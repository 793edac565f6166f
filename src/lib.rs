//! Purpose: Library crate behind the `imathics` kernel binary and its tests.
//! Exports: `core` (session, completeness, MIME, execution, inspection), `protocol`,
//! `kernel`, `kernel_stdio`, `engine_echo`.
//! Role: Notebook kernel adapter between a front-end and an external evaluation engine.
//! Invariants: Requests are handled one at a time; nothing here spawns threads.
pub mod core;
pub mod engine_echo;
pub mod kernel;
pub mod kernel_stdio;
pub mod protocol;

------------------------------

HOW TO COMPLETE THIS TASK
When you find a line in the records that contains the word "protocol", copy it.

RESPONSE FOR THIS EXERCISE
//! Exports: `core` (session, completeness, MIME, execution, inspection), `protocol`,
pub mod protocol;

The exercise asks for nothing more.